Your task is to investigate the email and determine whether it is a legitimate request or a phishing attempt. The EML file can be accessed on the AttackBox under /root/Rooms/ParrotPost
. However, it is also attached to this task and available for download.
Let's talk about analyzing email files. Emails are comprised of several components, including the header, body, and, if applicable, any attachments. The standard that emails generally follow is defined by the Internet Engineering Task Force (IETF), specifically in RFC 5322, which specifies the syntax and semantics of email messages, and the RFC 2045-2049 series, which defines the Multipurpose Internet Mail Extensions (MIME) standard for email messages on the Internet.
Email Headers
The email headers are a great place to start when manually investigating a suspicious email. Email headers contain important metadata and information such as the sender and recipient's email addresses, the date and time the email was sent, and the path the message took to reach its intended destination. Investigating email headers can provide valuable insights into an email's origin and potential security concerns.
Viewing Email Headers
The process for viewing an email's headers can vary depending on the email client or service you are using. Sometimes in the specific email's context or view menu, there will be an option to view the headers directly or to download the original message as a file. In our case, we already have a copy of the email Paul received in .eml
format. The .eml
file format is in plaintext, meaning it can be read and edited using a basic text editor like Notepad, TextEdit, or Sublime Text.

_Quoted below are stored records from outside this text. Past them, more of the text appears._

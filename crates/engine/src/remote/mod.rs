//! HTTP implementations of the job-service and provisioning contracts.
//!
//! Both adapters resolve their base URLs through the shared
//! [`ServiceRegistry`](runway_api::ServiceRegistry) on every call, so a
//! registry refresh redirects in-flight runs at their next checkpoint.

mod jobs;
mod provisioning;

pub use jobs::HttpJobService;
pub use provisioning::HttpProvisioner;

use percent_encoding::{AsciiSet, CONTROLS, utf8_percent_encode};
use reqwest::RequestBuilder;
use runway_api::{ServiceError, ServiceKind};
use runway_util::response::PREVIEW_LIMIT;
use runway_util::{parse_response_json_strict, redact_sensitive, truncate_response_preview};
use serde_json::Value;
use tracing::debug;

use crate::error::RemoteError;

/// Characters escaped when a name is placed in a URL path segment.
const PATH_SEGMENT: &AsciiSet = &CONTROLS.add(b' ').add(b'"').add(b'#').add(b'%').add(b'/').add(b'?').add(b'<').add(b'>');

pub(crate) fn encode_segment(value: &str) -> String {
    utf8_percent_encode(value, PATH_SEGMENT).to_string()
}

/// A request that could not even be built is as good as unanswered.
pub(crate) fn unbuildable(service: ServiceKind, error: ServiceError) -> RemoteError {
    RemoteError::transport(format!("{service}: {error}"))
}

/// Sends a request and returns the raw status and body.
///
/// Transport failures are reported without a status so they can be retried.
pub(crate) async fn exchange(service: ServiceKind, builder: RequestBuilder) -> Result<(u16, String), RemoteError> {
    let response = builder
        .send()
        .await
        .map_err(|error| RemoteError::transport(format!("{service} request failed: {error}")))?;
    let status = response.status().as_u16();
    let text = response.text().await.unwrap_or_default();
    debug!(
        %service,
        status,
        body = %redact_sensitive(&truncate_response_preview(&text, PREVIEW_LIMIT)),
        "service responded"
    );
    Ok((status, text))
}

/// Sends a request that must answer 2xx with a JSON (or empty) body.
pub(crate) async fn call(service: ServiceKind, builder: RequestBuilder) -> Result<Value, RemoteError> {
    let (status, text) = exchange(service, builder).await?;
    if !(200..300).contains(&status) {
        return Err(RemoteError::status(status, text));
    }
    parse_response_json_strict(&text, Some(status)).map_err(|error| RemoteError::status(status, error.to_string()))
}

#[cfg(test)]
mod tests {
    use super::*;

    #[test]
    fn path_segments_are_escaped() {
        assert_eq!(encode_segment("nightly etl"), "nightly%20etl");
        assert_eq!(encode_segment("a/b?c"), "a%2Fb%3Fc");
        assert_eq!(encode_segment("plain-name_1"), "plain-name_1");
    }
}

To investigate this email further, open up URGENTParrotPostAccountUpdateRequired.eml
in Sublime Text. You can optionally copy the file's contents and paste it into an email headers analyzer tool, such as MXToolbox or Message Header Analyzer. These client-side web tools provide a more graphical view of the email headers.
Common Email Headers
You are probably used to seeing several standard email headers, as most email clients (like Gmail, Outlook, Yahoo, and others) will display these headers by default:
- Subject - This provides a topic or summary of the email's content
- From - This identifies the sender of the email message (this can easily be spoofed!)
- To - This identifies the primary recipient(s) of the email
- Date - Indicates the date and time when the email message was sent
Below, visually locate where these headers are mapped to in Paul's email client, as seen from the Outlook on the Web (OWA) app.
Most email headers will not be visible directly from an email client, so we need a text editor to view the complete email header information.
It's also important to understand that any line in an email can be forged or spoofed. However, there are some headers that you can trust more than others when conducting analysis. For example, the "Received" headers are added by each email server that processes the email, and they can offer a record of the email's path from source to destination.
Identifying the Source
Because email headers are so easily spoofed, it can be challenging to determine the originating sender or source of an email. As mentioned earlier, the "Received" headers are added by email servers to show the path the email took. The sender's IP address is typically listed in the first "Received" header (look at the date/times!).
Once you have identified the source IP address, you can use an IP lookup tool to find out more information about the sender, such as their ISP (Internet Service Provider) or the geographic location of their IP address. Several free tools are available online, such as iplocation.io and iplocation.net.
Custom Email Headers
Email headers starting with "X-" are custom headers the sender can add. The "X-" prefix is typically used to denote that the header is not an official or standardized header defined by the IETF. These custom headers often provide additional information or metadata about the email, such as tagging the email for spam filtering or sorting purposes or adding information specific to a particular organization or system.
According to the IP address, what country is the sending email server associated with?
If Paul replies to this email, which email address will his reply be sent to?
As we discovered by looking at the .eml
file in a text editor, the email Paul received contains an embedded attachment named "ParrotPostACTIONREQUIRED.htm." Based on this file type and the listed Content-Type, this is an HTML (Hypertext Markup Language) file used to create a web page or document that can be viewed in a web browser.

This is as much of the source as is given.